Ciò chiarito, credo che la questione della doppia indennità non abbia sfiorato minimamente Di Maggio, nel senso che, norme o non norme, egli avrebbe di sicuro rinunciato all’indennità di Consigliere regionale, conservando quella del Senato in attesa della decisione definitiva sull’opzione. In sostanza, in questo caso, il problema è interamente politico, e non pare implicare un costo economico diretto per la collettività. Semmai, ne implica uno indiretto, in termini di minor qualità e quantità apportata ai lavori dell’una e-o dell’altra assemblea.

Certo, e per concludere, ci si può chiedere se il problema dell’incompatibilità sia meno rilevante per quei Sindaci (anche lucani) che sono contemporaneamente parlamentari. Che dire su questo?

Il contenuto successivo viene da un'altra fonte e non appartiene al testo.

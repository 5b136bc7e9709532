//! Storage configuration.
//!
//! Reads configuration from environment variables:
//! - `FGDB_DB_PATH`: SQLite database file path (default: "fgdb.db")
//! - `FGDB_DATABASE`: name of the database inside that file (default: "default")

use serde::{Deserialize, Serialize};

#[derive(Debug, Clone, PartialEq, Eq, Serialize, Deserialize)]
#[serde(default)]
pub struct StorageConfig {
    pub db_path: String,
    pub database: String,
}

impl Default for StorageConfig {
    fn default() -> Self {
        StorageConfig {
            db_path: "fgdb.db".to_string(),
            database: "default".to_string(),
        }
    }
}

impl StorageConfig {
    pub fn from_env() -> Self {
        Self::from_lookup(|key| std::env::var(key).ok())
    }

    pub fn from_lookup(lookup: impl Fn(&str) -> Option<String>) -> Self {
        let defaults = StorageConfig::default();
        StorageConfig {
            db_path: lookup("FGDB_DB_PATH")
                .filter(|v| !v.trim().is_empty())
                .unwrap_or(defaults.db_path),
            database: lookup("FGDB_DATABASE")
                .filter(|v| !v.trim().is_empty())
                .unwrap_or(defaults.database),
        }
    }
}
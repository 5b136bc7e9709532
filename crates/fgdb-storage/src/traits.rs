//! The [`SnapshotStore`] trait defining the storage contract for fgdb stores.
//!
//! Two-layer API design:
//! - **Blob-level** methods form the trait foundation. Backends only move
//!   opaque snapshot blobs and their metadata around; every save appends a
//!   new generation and nothing is overwritten.
//! - **Store-level** methods (`save`, `load`, `load_generation`) are provided
//!   on top of them and run the fgdb-core snapshot codec, so every backend
//!   restores through the same validation.

use fgdb_core::{FunctionalGraph, StoreConfig};
use tracing::debug;

use crate::error::StorageError;
use crate::types::{checksum, DatabaseId, DatabaseSummary, GenerationInfo};

/// The storage contract for functional graph stores.
///
/// The trait is synchronous, matching the single-writer store model.
pub trait SnapshotStore {
    // -------------------------------------------------------------------
    // Database-level operations
    // -------------------------------------------------------------------

    /// Creates a new empty database with the given name.
    ///
    /// Fails with [`StorageError::DuplicateName`] if the name is taken.
    fn create_database(&mut self, name: &str) -> Result<DatabaseId, StorageError>;

    /// Looks a database up by name.
    fn find_database(&self, name: &str) -> Result<Option<DatabaseId>, StorageError>;

    /// Lists all stored databases, ordered by ID.
    fn list_databases(&self) -> Result<Vec<DatabaseSummary>, StorageError>;

    /// Deletes a database and all of its generations.
    fn delete_database(&mut self, id: DatabaseId) -> Result<(), StorageError>;

    // -------------------------------------------------------------------
    // Blob-level operations
    // -------------------------------------------------------------------

    /// Appends `blob` as the next generation of `id`.
    fn save_blob(&mut self, id: DatabaseId, blob: &[u8]) -> Result<GenerationInfo, StorageError>;

    /// Reads one generation back, verifying its recorded checksum.
    fn blob_at(&self, id: DatabaseId, generation: u32) -> Result<Vec<u8>, StorageError>;

    /// All generations of `id`, oldest first.
    fn generations(&self, id: DatabaseId) -> Result<Vec<GenerationInfo>, StorageError>;

    // -------------------------------------------------------------------
    // Store-level convenience methods
    // -------------------------------------------------------------------

    /// Snapshots `store` into a new generation of `id`.
    fn save(&mut self, id: DatabaseId, store: &FunctionalGraph) -> Result<GenerationInfo, StorageError> {
        let blob = store.snapshot()?;
        let info = self.save_blob(id, &blob)?;
        debug!("saved {} generation {} ({} bytes)", id, info.generation, info.bytes);
        Ok(info)
    }

    /// Restores the newest generation of `id`. A database that was never
    /// saved loads as an empty store.
    fn load(&self, id: DatabaseId) -> Result<FunctionalGraph, StorageError> {
        self.load_with_config(id, StoreConfig::default())
    }

    fn load_with_config(
        &self,
        id: DatabaseId,
        config: StoreConfig,
    ) -> Result<FunctionalGraph, StorageError> {
        match self.generations(id)?.last() {
            Some(latest) => {
                let blob = self.blob_at(id, latest.generation)?;
                Ok(FunctionalGraph::restore_with_config(&blob, config)?)
            }
            None => Ok(FunctionalGraph::with_config(config)),
        }
    }

    /// Restores a specific, possibly older, generation of `id`.
    fn load_generation(
        &self,
        id: DatabaseId,
        generation: u32,
    ) -> Result<FunctionalGraph, StorageError> {
        self.load_generation_with_config(id, generation, StoreConfig::default())
    }

    fn load_generation_with_config(
        &self,
        id: DatabaseId,
        generation: u32,
        config: StoreConfig,
    ) -> Result<FunctionalGraph, StorageError> {
        let blob = self.blob_at(id, generation)?;
        Ok(FunctionalGraph::restore_with_config(&blob, config)?)
    }
}

/// Checks a blob read back from a backend against its recorded digest.
pub(crate) fn verify_blob(
    id: DatabaseId,
    generation: u32,
    recorded: &str,
    blob: &[u8],
) -> Result<(), StorageError> {
    if checksum(blob) != recorded {
        return Err(StorageError::IntegrityError {
            reason: format!("{} generation {} does not match its checksum", id, generation),
        });
    }
    Ok(())
}
impl OperationGraph {
    /// Creates a graph holding only the root sentinel.
    pub fn new() -> Self {
        let mut graph = StableGraph::new();
        let root = graph.add_node(OperationNode::Root);
        OperationGraph {
            graph,
            root,
            independents: HashMap::new(),
            versions: HashMap::new(),
            executions: Vec::new(),
            high_water: None,
        }
    }

    // -----------------------------------------------------------------------
    // Mutations
    // -----------------------------------------------------------------------

    /// Records that `function` consumed `args` and produced a new version of
    /// `lhs` at `timestamp`.
    ///
    /// Every input binds to the latest version of its name, or to its
    /// independent node (created and anchored to the root on first use) when
    /// the name was never produced. Repeated input names yield one edge.
    ///
    /// All checks run before the graph is touched, so a rejected execution
    /// leaves the graph unchanged:
    /// - `function` must be a function in `mg` ([`CoreError::UnknownFunction`]),
    /// - at least one input is required ([`CoreError::NoInputs`]),
    /// - `lhs` and every input must be variables in `mg`
    ///   ([`CoreError::UnknownVariable`]),
    /// - `timestamp` must be later than every recorded one
    ///   ([`CoreError::TimestampCollision`]).
    pub fn record_execution<S: AsRef<str>>(
        &mut self,
        mg: &ManagementGraph,
        function: &str,
        args: &[S],
        lhs: &str,
        timestamp: Timestamp,
    ) -> Result<VariableInstance, CoreError> {
        if !mg.contains_function(function) {
            return Err(CoreError::UnknownFunction {
                name: function.to_string(),
            });
        }
        if args.is_empty() {
            return Err(CoreError::NoInputs {
                function: function.to_string(),
            });
        }
        let inputs: IndexSet<&str> = args.iter().map(AsRef::as_ref).collect();
        for name in inputs.iter().copied().chain(std::iter::once(lhs)) {
            if !mg.contains_variable(name) {
                return Err(CoreError::UnknownVariable {
                    name: name.to_string(),
                });
            }
        }
        if let Some(latest) = self.high_water {
            if timestamp <= latest {
                return Err(CoreError::TimestampCollision {
                    name: lhs.to_string(),
                    timestamp,
                    latest,
                });
            }
        }

        // Bind inputs before the new instance exists, so `x = f(x)` reads the
        // previous version of `x`.
        let sources: Vec<NodeIndex<u32>> = inputs
            .iter()
            .map(|name| self.bind_input(name))
            .collect();

        let instance = VariableInstance::new(lhs, timestamp);
        let target = self
            .graph
            .add_node(OperationNode::Instance(instance.clone()));
        for &source in &sources {
            self.graph
                .add_edge(source, target, OperationEdge::applied(function));
        }
        self.versions.entry(lhs.to_string()).or_default().push(target);
        self.high_water = Some(timestamp);

        let record = ExecutionRecord {
            function: function.to_string(),
            inputs: sources
                .iter()
                .map(|&idx| self.graph[idx].to_string())
                .collect(),
            output: instance.to_string(),
            timestamp,
        };
        debug!(
            "recorded {} = {}({})",
            record.output,
            record.function,
            record.inputs.join(", ")
        );
        self.executions.push(record);

        Ok(instance)
    }

    /// Marks `name` as an independent variable anchored to the root.
    ///
    /// Idempotent for a name that is already independent. Fails with
    /// [`CoreError::InvalidTransition`] once the name has been produced, and
    /// with [`CoreError::UnknownVariable`] if `mg` does not declare it.
    pub fn declare_independent(
        &mut self,
        mg: &ManagementGraph,
        name: &str,
    ) -> Result<NodeId, CoreError> {
        if !mg.contains_variable(name) {
            return Err(CoreError::UnknownVariable {
                name: name.to_string(),
            });
        }
        if self.versions.contains_key(name) {
            return Err(CoreError::InvalidTransition {
                name: name.to_string(),
            });
        }
        Ok(NodeId::from(self.independent_node(name)))
    }

    fn bind_input(&mut self, name: &str) -> NodeIndex<u32> {
        match self.versions.get(name).and_then(|v| v.last()) {
            Some(&latest) => latest,
            None => self.independent_node(name),
        }
    }

    fn independent_node(&mut self, name: &str) -> NodeIndex<u32> {
        if let Some(&idx) = self.independents.get(name) {
            return idx;
        }
        let idx = self
            .graph
            .add_node(OperationNode::Independent(name.to_string()));
        self.graph.add_edge(self.root, idx, OperationEdge::Anchor);
        self.independents.insert(name.to_string(), idx);
        debug!("anchored independent variable '{}'", name);
        idx
    }

    // -----------------------------------------------------------------------
    // Queries
    // -----------------------------------------------------------------------

    /// Read-only access to the underlying graph.
    pub fn graph(&self) -> &StableGraph<OperationNode, OperationEdge, Directed, u32> {
        &self.graph
    }

    pub fn root(&self) -> NodeId {
        NodeId::from(self.root)
    }

    pub fn node(&self, id: NodeId) -> Option<&OperationNode> {
        self.graph.node_weight(id.into())
    }

    /// The most recent version of `name`.
    pub fn latest_instance(&self, name: &str) -> Option<&VariableInstance> {
        self.latest_node(name)
            .and_then(|id| self.node(id))
            .and_then(OperationNode::as_instance)
    }

    /// Node of the most recent version of `name`.
    pub fn latest_node(&self, name: &str) -> Option<NodeId> {
        self.versions
            .get(name)
            .and_then(|v| v.last())
            .map(|&idx| NodeId::from(idx))
    }

    /// Node of the independent variable `name`, if it was ever referenced
    /// before being produced.
    pub fn independent(&self, name: &str) -> Option<NodeId> {
        self.independents.get(name).map(|&idx| NodeId::from(idx))
    }

    /// All versions of `name`, oldest first.
    pub fn instances(&self, name: &str) -> Vec<&VariableInstance> {
        self.versions
            .get(name)
            .map(|v| {
                v.iter()
                    .filter_map(|&idx| self.graph[idx].as_instance())
                    .collect()
            })
            .unwrap_or_default()
    }

    pub fn state_of(&self, name: &str) -> VariableState {
        match self.versions.get(name) {
            Some(v) if !v.is_empty() => VariableState::Versioned(v.len()),
            _ if self.independents.contains_key(name) => VariableState::Independent,
            _ => VariableState::Unseen,
        }
    }

    /// `(source, function)` pairs feeding into `id`.
    pub fn inputs_of(&self, id: NodeId) -> Vec<(NodeId, &str)> {
        self.graph
            .edges_directed(id.into(), Direction::Incoming)
            .filter_map(|e| e.weight().function().map(|f| (NodeId::from(e.source()), f)))
            .collect()
    }

    pub fn in_degree(&self, id: NodeId) -> usize {
        self.graph
            .edges_directed(id.into(), Direction::Incoming)
            .count()
    }

    pub fn out_degree(&self, id: NodeId) -> usize {
        self.graph
            .edges_directed(id.into(), Direction::Outgoing)
            .count()
    }

    /// The execution feed, in recording order.
    pub fn executions(&self) -> &[ExecutionRecord] {
        &self.executions
    }

    /// Largest timestamp recorded so far.
    pub fn high_water(&self) -> Option<Timestamp> {
        self.high_water
    }

    pub fn node_count(&self) -> usize {
        self.graph.node_count()
    }

    pub fn edge_count(&self) -> usize {
        self.graph.edge_count()
    }

    // -----------------------------------------------------------------------
    // Snapshot support
    // -----------------------------------------------------------------------

    pub(crate) fn to_rows(&self) -> GraphRows<OperationNode, OperationEdge> {
        decompose(&self.graph)
    }

    /// Rebuilds a graph from stored rows plus the execution feed, re-deriving
    /// the version tables and re-checking every operation-graph invariant.
    pub(crate) fn from_rows(
        rows: GraphRows<OperationNode, OperationEdge>,
        executions: Vec<ExecutionRecord>,
        high_water: Option<Timestamp>,
    ) -> Result<Self, CoreError> {
        let graph = recompose(rows)?;
        let root = NodeIndex::new(0);

        match graph.node_weight(root) {
            Some(OperationNode::Root) => {}
            _ => {
                return Err(CoreError::GraphInconsistency {
                    reason: "operation node 0 is not the root".into(),
                })
            }
        }
        check_rooted_dag(&graph, root, "operation")?;

        let mut independents = HashMap::new();
        let mut versions: HashMap<String, Vec<NodeIndex<u32>>> = HashMap::new();
        let mut seen_timestamps = Vec::new();

        for idx in graph.node_indices() {
            if idx == root {
                continue;
            }
            let incoming: Vec<&OperationEdge> = graph
                .edges_directed(idx, Direction::Incoming)
                .map(|e| e.weight())
                .collect();
            match &graph[idx] {
                OperationNode::Root => {
                    return Err(CoreError::GraphInconsistency {
                        reason: format!("second operation root at node {}", idx.index()),
                    })
                }
                OperationNode::Independent(name) => {
                    let anchored = incoming.len() == 1
                        && incoming[0].is_anchor()
                        && graph
                            .neighbors_directed(idx, Direction::Incoming)
                            .all(|src| src == root);
                    if !anchored {
                        return Err(CoreError::GraphInconsistency {
                            reason: format!("independent variable '{}' is not anchored to root", name),
                        });
                    }
                    if independents.insert(name.clone(), idx).is_some() {
                        return Err(CoreError::GraphInconsistency {
                            reason: format!("duplicate independent variable '{}'", name),
                        });
                    }
                }
                OperationNode::Instance(instance) => {
                    if incoming.is_empty() || incoming.iter().any(|e| e.is_anchor()) {
                        return Err(CoreError::GraphInconsistency {
                            reason: format!("instance {} has no function inputs", instance),
                        });
                    }
                    versions.entry(instance.name.clone()).or_default().push(idx);
                    seen_timestamps.push(instance.timestamp);
                }
            }
        }

        seen_timestamps.sort_unstable();
        if seen_timestamps.windows(2).any(|w| w[0] == w[1]) {
            return Err(CoreError::GraphInconsistency {
                reason: "two instances share a timestamp".into(),
            });
        }
        if seen_timestamps.last().copied() != high_water {
            return Err(CoreError::GraphInconsistency {
                reason: "high-water mark does not match the newest instance".into(),
            });
        }
        if executions.len() != seen_timestamps.len() {
            return Err(CoreError::GraphInconsistency {
                reason: format!(
                    "{} execution record(s) for {} instance(s)",
                    executions.len(),
                    seen_timestamps.len()
                ),
            });
        }

        for list in versions.values_mut() {
            list.sort_by_key(|&idx| graph[idx].as_instance().map(|i| i.timestamp));
        }

        Ok(OperationGraph {
            graph,
            root,
            independents,
            versions,
            executions,
            high_water,
        })
    }
}
//! Core error types for fgdb-core.
//!
//! Uses `thiserror` for structured, matchable error variants covering every
//! failure mode of registration, execution recording and snapshot restore.

use thiserror::Error;

use crate::id::Timestamp;
use crate::registry::BlockKind;

/// Core errors produced by the fgdb-core crate.
#[derive(Debug, Clone, PartialEq, Eq, Error)]
pub enum CoreError {
    /// A statement line could not be parsed. `line` is 1-based; 0 means the
    /// text did not come from a numbered source.
    #[error("parse error on line {line} at '{token}': {reason}")]
    Parse {
        line: usize,
        token: String,
        reason: String,
    },

    /// A name was declared again under a different kind.
    #[error("'{name}' is already declared as a {existing}, cannot redeclare as a {requested}")]
    Conflict {
        name: String,
        existing: BlockKind,
        requested: BlockKind,
    },

    /// An execution referenced a function that was never configured.
    #[error("unknown function: '{name}'")]
    UnknownFunction { name: String },

    /// An execution referenced a variable that was never configured.
    #[error("unknown variable: '{name}'")]
    UnknownVariable { name: String },

    /// The timestamp handed to an execution was not fresh.
    #[error("timestamp {timestamp} for '{name}' is not fresh (latest recorded: {latest})")]
    TimestampCollision {
        name: String,
        timestamp: Timestamp,
        latest: Timestamp,
    },

    /// A versioned variable was treated as independent again.
    #[error("'{name}' has already been produced and cannot become independent again")]
    InvalidTransition { name: String },

    /// An execution was recorded without any input variable.
    #[error("function '{function}' was executed without inputs")]
    NoInputs { function: String },

    /// A snapshot blob was corrupt or of an unsupported format.
    #[error("serialization error: {reason}")]
    Serialization { reason: String },

    /// A graph invariant was violated.
    #[error("graph inconsistency: {reason}")]
    GraphInconsistency { reason: String },
}

impl CoreError {
    /// Returns `true` for errors a batch may skip past. Only per-statement
    /// parse failures qualify; everything else aborts the enclosing batch.
    pub fn is_recoverable(&self) -> bool {
        matches!(self, CoreError::Parse { .. })
    }

    pub(crate) fn parse(line: usize, token: impl Into<String>, reason: impl Into<String>) -> Self {
        CoreError::Parse {
            line,
            token: token.into(),
            reason: reason.into(),
        }
    }
}

impl From<serde_json::Error> for CoreError {
    fn from(err: serde_json::Error) -> Self {
        CoreError::Serialization {
            reason: err.to_string(),
        }
    }
}

#[cfg(test)]
mod tests {
    use super::*;

    #[test]
    fn only_parse_errors_are_recoverable() {
        assert!(CoreError::parse(3, "y1", "missing '='").is_recoverable());
        assert!(!CoreError::UnknownFunction { name: "f".into() }.is_recoverable());
        assert!(!CoreError::TimestampCollision {
            name: "y".into(),
            timestamp: Timestamp(4),
            latest: Timestamp(4),
        }
        .is_recoverable());
    }

    #[test]
    fn conflict_message_names_both_kinds() {
        let err = CoreError::Conflict {
            name: "f1".into(),
            existing: BlockKind::Function,
            requested: BlockKind::Variable,
        };
        assert_eq!(
            err.to_string(),
            "'f1' is already declared as a function, cannot redeclare as a variable"
        );
    }

    #[test]
    fn parse_message_names_token() {
        let err = CoreError::parse(2, "f(", "unbalanced parentheses");
        assert_eq!(
            err.to_string(),
            "parse error on line 2 at 'f(': unbalanced parentheses"
        );
    }
}
//! Schema migration setup for the SQLite backend.
//!
//! The schema has two tables: `databases` (one row per named store) and
//! `snapshots`, the append-only generations of each database keyed by
//! `(database_id, generation)` with the blob's blake3 checksum beside it.
//! Deleting a database cascades to its generations.
//!
//! Uses `rusqlite_migration` to manage schema migrations via SQLite's
//! `user_version` pragma. Migrations are embedded at compile time via
//! `include_str!`.

use rusqlite::Connection;
use rusqlite_migration::{Migrations, M};

use crate::error::StorageError;

/// All schema migrations, applied in order via `user_version` tracking.
fn migrations() -> Migrations<'static> {
    Migrations::new(vec![M::up(include_str!("migrations/001_initial_schema.sql"))])
}

/// Opens (or creates) a SQLite database at `path` with WAL mode, foreign keys,
/// and all pending migrations applied.
pub fn open_database(path: &str) -> Result<Connection, StorageError> {
    let mut conn = Connection::open(path)?;
    configure_and_migrate(&mut conn)?;
    Ok(conn)
}

/// Opens an in-memory SQLite database with foreign keys and all migrations
/// applied.
pub fn open_in_memory() -> Result<Connection, StorageError> {
    let mut conn = Connection::open_in_memory()?;
    configure_and_migrate(&mut conn)?;
    Ok(conn)
}

fn configure_and_migrate(conn: &mut Connection) -> Result<(), StorageError> {
    conn.pragma_update(None, "journal_mode", "WAL")?;
    conn.pragma_update(None, "synchronous", "NORMAL")?;
    // Off by default in SQLite; snapshot rows cascade on database delete.
    conn.pragma_update(None, "foreign_keys", "ON")?;

    migrations()
        .to_latest(conn)
        .map_err(|e| StorageError::Migration(e.to_string()))?;

    Ok(())
}
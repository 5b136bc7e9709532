//! ManagementGraph: the declaration-order record of function and data blocks.
//!
//! Every newly declared name becomes a node whose parent is the previously
//! declared node, so the graph is a single chain hanging off the root. The
//! chain is an audit trail of what was declared when; the functional
//! dependency structure lives in the [`OperationGraph`](crate::operation::OperationGraph).

use std::collections::{BTreeSet, HashMap};

use petgraph::graph::NodeIndex;
use petgraph::stable_graph::StableGraph;
use petgraph::{Directed, Direction};
use tracing::debug;

use crate::dag::check_rooted_dag;
use crate::edge::DeclarationEdge;
use crate::error::CoreError;
use crate::id::NodeId;
use crate::node::{ManagementNode, NodeKind};
use crate::registry::{BlockKind, IdentifierRegistry};
use crate::snapshot::{decompose, recompose, GraphRows};
use crate::statement::{is_valid_name, Statement};

/// The management graph.
#[derive(Debug, Clone)]
pub struct ManagementGraph {
    graph: StableGraph<ManagementNode, DeclarationEdge, Directed, u32>,
    root: NodeIndex<u32>,
    /// Declared name -> node.
    index: HashMap<String, NodeIndex<u32>>,
    /// Most recently declared node; the parent of the next declaration.
    tail: NodeIndex<u32>,
    /// Variables some registered statement assigns to.
    dependents: BTreeSet<String>,
}
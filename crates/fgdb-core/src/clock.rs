//! Timestamp sources for execution recording.
//!
//! The operation graph requires every new timestamp to be strictly larger
//! than the previous one. Wall-clock time alone cannot promise that for
//! bursts of executions inside the same microsecond, so [`MonotonicClock`]
//! bumps a colliding reading to `last + 1`.

use std::time::{SystemTime, UNIX_EPOCH};

use crate::id::Timestamp;

/// Anything that can hand out timestamps for a batch of executions.
pub trait TimestampSource {
    fn next_timestamp(&mut self) -> Timestamp;
}

impl<F> TimestampSource for F
where
    F: FnMut() -> Timestamp,
{
    fn next_timestamp(&mut self) -> Timestamp {
        self()
    }
}

/// Wall-clock microseconds with a strictly increasing tie-break.
#[derive(Debug, Clone, Default)]
pub struct MonotonicClock {
    last: Option<Timestamp>,
}

impl MonotonicClock {
    pub fn new() -> Self {
        Self::default()
    }

    /// A clock whose first reading is guaranteed to be after `ts`, for
    /// continuing a restored store.
    pub fn resume_after(ts: Timestamp) -> Self {
        MonotonicClock { last: Some(ts) }
    }

    /// Combines a raw reading with the previous timestamp.
    fn advance(&mut self, now: u64) -> Timestamp {
        let next = match self.last {
            Some(Timestamp(last)) if now <= last => last.saturating_add(1),
            _ => now,
        };
        self.last = Some(Timestamp(next));
        Timestamp(next)
    }
}

impl TimestampSource for MonotonicClock {
    fn next_timestamp(&mut self) -> Timestamp {
        // A clock set before the epoch reads as 0 and falls back to the tie-break.
        let now = SystemTime::now()
            .duration_since(UNIX_EPOCH)
            .map(|d| d.as_micros() as u64)
            .unwrap_or(0);
        self.advance(now)
    }
}

/// A deterministic counter: `start`, `start + 1`, ...
#[derive(Debug, Clone)]
pub struct SequenceClock {
    next: u64,
}

impl SequenceClock {
    pub fn starting_at(start: u64) -> Self {
        SequenceClock { next: start }
    }

    pub fn resume_after(ts: Timestamp) -> Self {
        SequenceClock {
            next: ts.0.saturating_add(1),
        }
    }
}

impl Default for SequenceClock {
    fn default() -> Self {
        Self::starting_at(1)
    }
}

impl TimestampSource for SequenceClock {
    fn next_timestamp(&mut self) -> Timestamp {
        let ts = Timestamp(self.next);
        self.next = self.next.saturating_add(1);
        ts
    }
}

Semplicemente che, forse, non è nemmeno un caso se la sinistra politica sia semi-estinta, in regione come nel paese.

  • Facebook
  • Twitter
  • Tumblr
  • LinkedIn
  • StumbleUpon
  • Delicious
  • Digg
  • E-Mail

3 Comments

  1. gioschiuma says:

    è così difficle una norma che ponga un limite di mandati? è così difficile prevedere una norma che impedisca la candidatura a chi già ricopre un incarico pubblico (obbligandolo alle eventuali dimissioni “prima” e non dopo)? è così difficile fare un passo politico importante (candidarsi come presidente regionale lo è o no?) senza alcuna zona d’ombra? questo conferma l’idea che ho di chi ha votato pdelle alle regionali, sapendo di votare un “fantoccio” (nulla di personale sia chiaro) utlilizzato come “riempiposto” giusto per fare scena….

  2. AntonioR. says:

    Forse è esagerato imporre dimissioni preventive a un senatore che si candidi alla Presidenza di una regione, certamente non è sensato aspettare 6 mesi per l’opzione, quando sono sufficienti 4-5 settimane al massimo.
    Non è chiarissimo perchè il centrodestra abbia scelto Di Maggio, che è sembrato anche candidarsi un pò controvoglia e che, di conseguenza, non ha certo fatto una campagna elettorale scoppiettante.
    Che poi, ce la prendiamo spesso e volentieri con il Pd, ma è anche chiaro che le alternative non hanno avuto presa in cuore e mente dei cittadini lucani.

  3. peppe la rondine says:

    Secondo me, sceglierebbe il Senato, molto più comodo del Consiglio.
    Però il governo potrebbe cadere e di conseguenza il suo seggio.
    Perciò temo che aspetterà tutti e sei i mesi.